Work task — Number of lines with "derive" in the data: give that figure by itself.

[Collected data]

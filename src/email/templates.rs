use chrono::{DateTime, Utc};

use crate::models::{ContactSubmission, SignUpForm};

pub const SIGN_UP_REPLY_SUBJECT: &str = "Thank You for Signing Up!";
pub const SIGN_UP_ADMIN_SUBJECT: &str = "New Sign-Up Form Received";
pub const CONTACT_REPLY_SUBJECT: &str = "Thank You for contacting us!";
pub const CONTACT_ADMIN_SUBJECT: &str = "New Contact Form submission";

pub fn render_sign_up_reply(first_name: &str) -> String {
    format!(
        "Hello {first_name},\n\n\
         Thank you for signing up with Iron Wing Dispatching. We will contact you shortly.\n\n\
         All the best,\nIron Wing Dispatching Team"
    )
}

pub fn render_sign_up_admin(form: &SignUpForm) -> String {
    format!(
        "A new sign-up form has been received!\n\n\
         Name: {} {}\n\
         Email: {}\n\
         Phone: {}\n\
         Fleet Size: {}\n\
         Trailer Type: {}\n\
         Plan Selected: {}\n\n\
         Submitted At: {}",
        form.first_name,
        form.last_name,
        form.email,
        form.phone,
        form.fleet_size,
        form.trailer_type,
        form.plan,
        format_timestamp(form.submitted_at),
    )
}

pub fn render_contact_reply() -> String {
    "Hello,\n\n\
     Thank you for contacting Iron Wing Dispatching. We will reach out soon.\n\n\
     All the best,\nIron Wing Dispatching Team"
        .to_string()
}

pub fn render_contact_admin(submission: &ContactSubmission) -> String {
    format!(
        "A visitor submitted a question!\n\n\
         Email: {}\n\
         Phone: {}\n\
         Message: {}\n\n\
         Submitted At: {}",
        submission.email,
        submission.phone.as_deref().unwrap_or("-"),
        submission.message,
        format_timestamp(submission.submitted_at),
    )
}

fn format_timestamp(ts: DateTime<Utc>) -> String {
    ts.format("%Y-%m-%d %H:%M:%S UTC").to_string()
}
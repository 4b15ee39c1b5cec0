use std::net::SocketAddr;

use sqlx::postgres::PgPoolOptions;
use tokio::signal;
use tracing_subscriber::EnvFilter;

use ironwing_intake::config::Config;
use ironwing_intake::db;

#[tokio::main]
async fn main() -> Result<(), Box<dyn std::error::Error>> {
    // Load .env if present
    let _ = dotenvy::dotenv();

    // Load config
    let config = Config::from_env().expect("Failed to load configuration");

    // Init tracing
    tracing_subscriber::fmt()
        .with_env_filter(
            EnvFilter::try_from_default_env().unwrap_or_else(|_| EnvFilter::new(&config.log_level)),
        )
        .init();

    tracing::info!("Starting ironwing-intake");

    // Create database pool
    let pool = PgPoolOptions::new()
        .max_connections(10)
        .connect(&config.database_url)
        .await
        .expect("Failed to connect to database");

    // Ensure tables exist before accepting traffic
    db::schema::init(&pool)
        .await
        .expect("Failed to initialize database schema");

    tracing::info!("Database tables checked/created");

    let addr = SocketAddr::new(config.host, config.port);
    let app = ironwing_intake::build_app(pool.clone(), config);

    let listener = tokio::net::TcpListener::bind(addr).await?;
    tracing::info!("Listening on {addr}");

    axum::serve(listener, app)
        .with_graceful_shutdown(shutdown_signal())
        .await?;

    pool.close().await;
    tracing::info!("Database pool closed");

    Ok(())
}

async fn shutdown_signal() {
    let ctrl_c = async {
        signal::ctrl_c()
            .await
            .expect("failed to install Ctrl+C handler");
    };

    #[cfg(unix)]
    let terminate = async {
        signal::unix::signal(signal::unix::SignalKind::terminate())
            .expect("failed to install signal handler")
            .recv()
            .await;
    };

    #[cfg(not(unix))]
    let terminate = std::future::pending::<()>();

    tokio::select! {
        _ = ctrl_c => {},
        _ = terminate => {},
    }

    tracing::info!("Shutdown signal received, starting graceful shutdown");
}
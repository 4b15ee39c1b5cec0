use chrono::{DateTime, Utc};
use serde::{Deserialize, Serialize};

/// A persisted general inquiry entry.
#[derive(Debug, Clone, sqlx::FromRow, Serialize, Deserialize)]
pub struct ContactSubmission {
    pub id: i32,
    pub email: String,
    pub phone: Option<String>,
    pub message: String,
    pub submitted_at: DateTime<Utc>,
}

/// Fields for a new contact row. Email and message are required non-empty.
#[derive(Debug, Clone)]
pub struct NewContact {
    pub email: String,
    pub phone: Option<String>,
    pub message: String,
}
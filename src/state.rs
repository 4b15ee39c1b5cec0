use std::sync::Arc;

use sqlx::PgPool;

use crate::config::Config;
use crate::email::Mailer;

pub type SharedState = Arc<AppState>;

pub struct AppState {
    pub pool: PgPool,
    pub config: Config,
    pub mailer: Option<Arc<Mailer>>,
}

Solved problem — 2